[EXERCISE INSTRUCTIONS] Below are the entries to work from; restate word for word the portion that opens with the line containing "storage and lookup." and closes with the line containing "fn hash_password(password: &str)", keeping both.

Stored items from a collection

○ ○ ○ ○

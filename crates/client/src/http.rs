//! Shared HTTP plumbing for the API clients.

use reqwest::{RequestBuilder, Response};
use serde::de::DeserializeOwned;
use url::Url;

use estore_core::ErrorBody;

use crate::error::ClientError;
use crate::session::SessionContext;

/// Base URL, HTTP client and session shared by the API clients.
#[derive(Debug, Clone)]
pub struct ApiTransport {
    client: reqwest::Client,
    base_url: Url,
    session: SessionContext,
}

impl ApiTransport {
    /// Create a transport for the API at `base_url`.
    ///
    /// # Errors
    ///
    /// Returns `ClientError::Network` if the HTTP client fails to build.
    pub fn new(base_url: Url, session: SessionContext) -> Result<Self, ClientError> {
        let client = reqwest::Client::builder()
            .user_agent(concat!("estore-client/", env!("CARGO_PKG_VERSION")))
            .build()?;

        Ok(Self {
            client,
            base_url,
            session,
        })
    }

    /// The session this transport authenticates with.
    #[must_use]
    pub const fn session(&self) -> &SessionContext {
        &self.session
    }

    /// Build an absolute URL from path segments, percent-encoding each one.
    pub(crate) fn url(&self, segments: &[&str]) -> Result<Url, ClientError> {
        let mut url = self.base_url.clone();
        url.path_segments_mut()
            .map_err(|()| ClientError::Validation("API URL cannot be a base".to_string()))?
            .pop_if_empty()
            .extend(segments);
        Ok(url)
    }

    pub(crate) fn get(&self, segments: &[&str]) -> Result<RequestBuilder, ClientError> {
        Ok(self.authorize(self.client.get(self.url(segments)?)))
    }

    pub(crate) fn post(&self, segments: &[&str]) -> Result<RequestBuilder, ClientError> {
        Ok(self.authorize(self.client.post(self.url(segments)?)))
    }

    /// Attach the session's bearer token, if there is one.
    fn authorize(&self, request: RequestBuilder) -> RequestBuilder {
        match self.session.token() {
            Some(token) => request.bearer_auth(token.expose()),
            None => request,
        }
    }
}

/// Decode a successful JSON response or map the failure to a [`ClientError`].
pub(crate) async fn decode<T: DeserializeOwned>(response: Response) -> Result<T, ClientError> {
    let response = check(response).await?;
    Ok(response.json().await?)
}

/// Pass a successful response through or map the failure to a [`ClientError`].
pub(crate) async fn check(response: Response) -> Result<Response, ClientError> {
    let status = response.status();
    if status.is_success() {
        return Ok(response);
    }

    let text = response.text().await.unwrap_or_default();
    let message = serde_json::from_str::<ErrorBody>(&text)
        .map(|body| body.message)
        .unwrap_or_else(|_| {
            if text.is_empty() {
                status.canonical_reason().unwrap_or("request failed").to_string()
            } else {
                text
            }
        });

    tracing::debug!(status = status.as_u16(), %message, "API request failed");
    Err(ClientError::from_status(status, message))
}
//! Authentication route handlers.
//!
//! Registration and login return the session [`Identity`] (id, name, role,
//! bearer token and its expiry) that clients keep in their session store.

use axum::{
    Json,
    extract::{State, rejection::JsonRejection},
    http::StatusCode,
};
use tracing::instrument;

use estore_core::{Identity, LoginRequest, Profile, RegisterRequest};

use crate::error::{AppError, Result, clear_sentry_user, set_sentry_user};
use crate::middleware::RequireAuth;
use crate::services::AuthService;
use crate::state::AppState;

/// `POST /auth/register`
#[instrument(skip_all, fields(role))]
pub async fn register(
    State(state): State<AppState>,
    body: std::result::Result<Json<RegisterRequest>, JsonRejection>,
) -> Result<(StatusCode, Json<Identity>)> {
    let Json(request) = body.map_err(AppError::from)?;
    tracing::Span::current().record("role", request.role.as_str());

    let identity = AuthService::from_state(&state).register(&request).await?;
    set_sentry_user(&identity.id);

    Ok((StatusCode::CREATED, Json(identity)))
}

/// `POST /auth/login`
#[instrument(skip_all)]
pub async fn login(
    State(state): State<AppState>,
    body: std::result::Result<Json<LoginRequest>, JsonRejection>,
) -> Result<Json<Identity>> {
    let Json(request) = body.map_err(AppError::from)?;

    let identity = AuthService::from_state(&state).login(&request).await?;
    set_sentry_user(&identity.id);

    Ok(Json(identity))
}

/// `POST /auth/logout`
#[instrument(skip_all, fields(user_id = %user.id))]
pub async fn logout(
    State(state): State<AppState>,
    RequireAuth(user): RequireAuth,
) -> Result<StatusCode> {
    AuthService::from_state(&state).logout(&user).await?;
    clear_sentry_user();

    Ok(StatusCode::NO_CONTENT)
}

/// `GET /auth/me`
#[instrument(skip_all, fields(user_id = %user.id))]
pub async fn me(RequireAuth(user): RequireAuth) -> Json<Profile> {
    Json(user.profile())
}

○ ○ ○ ○

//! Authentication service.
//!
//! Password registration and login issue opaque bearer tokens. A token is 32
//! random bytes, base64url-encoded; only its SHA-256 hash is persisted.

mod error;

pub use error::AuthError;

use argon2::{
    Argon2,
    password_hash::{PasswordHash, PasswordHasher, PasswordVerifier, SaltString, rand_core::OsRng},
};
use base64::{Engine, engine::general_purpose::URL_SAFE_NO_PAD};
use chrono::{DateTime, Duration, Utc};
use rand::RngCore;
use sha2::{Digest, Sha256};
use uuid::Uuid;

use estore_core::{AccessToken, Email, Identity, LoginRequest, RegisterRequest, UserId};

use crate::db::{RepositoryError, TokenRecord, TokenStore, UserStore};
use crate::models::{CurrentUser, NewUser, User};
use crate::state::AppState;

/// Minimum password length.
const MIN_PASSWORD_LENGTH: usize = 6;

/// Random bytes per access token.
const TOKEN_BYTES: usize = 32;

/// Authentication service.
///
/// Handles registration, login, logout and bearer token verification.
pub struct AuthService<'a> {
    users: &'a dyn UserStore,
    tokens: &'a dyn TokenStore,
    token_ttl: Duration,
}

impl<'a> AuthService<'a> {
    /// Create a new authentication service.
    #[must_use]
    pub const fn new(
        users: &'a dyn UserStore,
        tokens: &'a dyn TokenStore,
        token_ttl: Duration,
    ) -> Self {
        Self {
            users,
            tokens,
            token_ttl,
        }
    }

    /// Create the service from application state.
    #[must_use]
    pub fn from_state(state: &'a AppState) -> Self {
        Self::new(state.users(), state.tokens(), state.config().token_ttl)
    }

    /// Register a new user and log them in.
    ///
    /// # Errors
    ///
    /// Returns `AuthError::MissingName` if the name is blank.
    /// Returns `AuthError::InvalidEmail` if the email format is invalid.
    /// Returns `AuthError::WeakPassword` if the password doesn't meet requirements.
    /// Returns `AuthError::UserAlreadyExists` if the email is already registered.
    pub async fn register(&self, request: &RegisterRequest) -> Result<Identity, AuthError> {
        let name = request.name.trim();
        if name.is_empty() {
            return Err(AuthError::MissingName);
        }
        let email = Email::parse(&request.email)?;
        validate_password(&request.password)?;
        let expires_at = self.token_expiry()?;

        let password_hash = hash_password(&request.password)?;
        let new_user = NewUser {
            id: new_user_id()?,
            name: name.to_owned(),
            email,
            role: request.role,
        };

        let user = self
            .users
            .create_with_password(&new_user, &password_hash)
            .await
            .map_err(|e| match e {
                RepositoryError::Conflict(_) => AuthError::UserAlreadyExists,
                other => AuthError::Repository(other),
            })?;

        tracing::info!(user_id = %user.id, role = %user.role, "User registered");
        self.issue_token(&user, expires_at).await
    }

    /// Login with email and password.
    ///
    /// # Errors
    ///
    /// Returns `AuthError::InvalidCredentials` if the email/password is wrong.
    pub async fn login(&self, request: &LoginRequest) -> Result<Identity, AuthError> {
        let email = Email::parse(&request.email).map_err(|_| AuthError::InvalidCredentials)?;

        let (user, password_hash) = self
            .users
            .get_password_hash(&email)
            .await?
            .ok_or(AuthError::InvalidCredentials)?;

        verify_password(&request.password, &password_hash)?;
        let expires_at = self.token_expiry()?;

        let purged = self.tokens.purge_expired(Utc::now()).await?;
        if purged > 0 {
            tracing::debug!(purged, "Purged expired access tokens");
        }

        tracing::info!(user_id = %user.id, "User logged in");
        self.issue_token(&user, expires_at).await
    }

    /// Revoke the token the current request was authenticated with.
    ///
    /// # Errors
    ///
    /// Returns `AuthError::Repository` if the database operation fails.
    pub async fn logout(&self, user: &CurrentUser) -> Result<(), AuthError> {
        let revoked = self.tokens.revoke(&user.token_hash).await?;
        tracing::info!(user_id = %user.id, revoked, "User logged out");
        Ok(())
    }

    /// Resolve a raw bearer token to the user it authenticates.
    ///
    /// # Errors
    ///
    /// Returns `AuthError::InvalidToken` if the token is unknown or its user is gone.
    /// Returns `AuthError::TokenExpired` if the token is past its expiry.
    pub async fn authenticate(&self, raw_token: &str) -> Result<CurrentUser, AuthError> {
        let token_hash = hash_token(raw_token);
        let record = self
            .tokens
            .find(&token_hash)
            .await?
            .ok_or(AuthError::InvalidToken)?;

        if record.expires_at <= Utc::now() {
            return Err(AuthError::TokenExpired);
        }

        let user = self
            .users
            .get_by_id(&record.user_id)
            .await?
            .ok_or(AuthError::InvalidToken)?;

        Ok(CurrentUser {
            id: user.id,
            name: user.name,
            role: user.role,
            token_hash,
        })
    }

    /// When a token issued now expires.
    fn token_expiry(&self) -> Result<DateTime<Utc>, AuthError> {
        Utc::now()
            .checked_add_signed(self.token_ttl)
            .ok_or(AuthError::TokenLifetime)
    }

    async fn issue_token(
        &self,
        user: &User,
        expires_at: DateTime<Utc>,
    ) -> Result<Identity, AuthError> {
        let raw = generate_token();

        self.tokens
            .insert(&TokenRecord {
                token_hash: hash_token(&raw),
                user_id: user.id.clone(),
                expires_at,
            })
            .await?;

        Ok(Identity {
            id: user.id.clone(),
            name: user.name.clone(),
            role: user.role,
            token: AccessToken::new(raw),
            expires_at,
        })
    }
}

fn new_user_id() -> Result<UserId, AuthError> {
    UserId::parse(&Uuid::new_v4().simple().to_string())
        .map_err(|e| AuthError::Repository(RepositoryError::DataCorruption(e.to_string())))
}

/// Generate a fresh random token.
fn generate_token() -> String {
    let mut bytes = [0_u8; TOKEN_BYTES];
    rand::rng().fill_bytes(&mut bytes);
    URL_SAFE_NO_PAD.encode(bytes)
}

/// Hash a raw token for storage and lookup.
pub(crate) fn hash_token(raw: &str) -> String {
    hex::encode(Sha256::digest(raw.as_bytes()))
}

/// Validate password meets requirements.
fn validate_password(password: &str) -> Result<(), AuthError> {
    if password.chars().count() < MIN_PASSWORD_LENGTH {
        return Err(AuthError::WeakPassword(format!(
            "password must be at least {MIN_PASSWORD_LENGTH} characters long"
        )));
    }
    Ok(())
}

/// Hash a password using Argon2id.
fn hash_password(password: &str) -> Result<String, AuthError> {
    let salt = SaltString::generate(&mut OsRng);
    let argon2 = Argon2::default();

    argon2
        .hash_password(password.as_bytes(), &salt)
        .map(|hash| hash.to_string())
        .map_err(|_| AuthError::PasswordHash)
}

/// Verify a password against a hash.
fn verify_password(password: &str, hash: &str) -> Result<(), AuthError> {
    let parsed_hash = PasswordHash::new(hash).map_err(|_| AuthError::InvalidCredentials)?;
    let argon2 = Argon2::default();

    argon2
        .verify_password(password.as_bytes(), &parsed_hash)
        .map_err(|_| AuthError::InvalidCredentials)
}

○ ○ ○ ○

[REPLY TO THE EXERCISE]
/// Hash a raw token for storage and lookup.
pub(crate) fn hash_token(raw: &str) -> String {
    hex::encode(Sha256::digest(raw.as_bytes()))
}

/// Validate password meets requirements.
fn validate_password(password: &str) -> Result<(), AuthError> {
    if password.chars().count() < MIN_PASSWORD_LENGTH {
        return Err(AuthError::WeakPassword(format!(
            "password must be at least {MIN_PASSWORD_LENGTH} characters long"
        )));
    }
    Ok(())
}

/// Hash a password using Argon2id.
fn hash_password(password: &str) -> Result<String, AuthError> {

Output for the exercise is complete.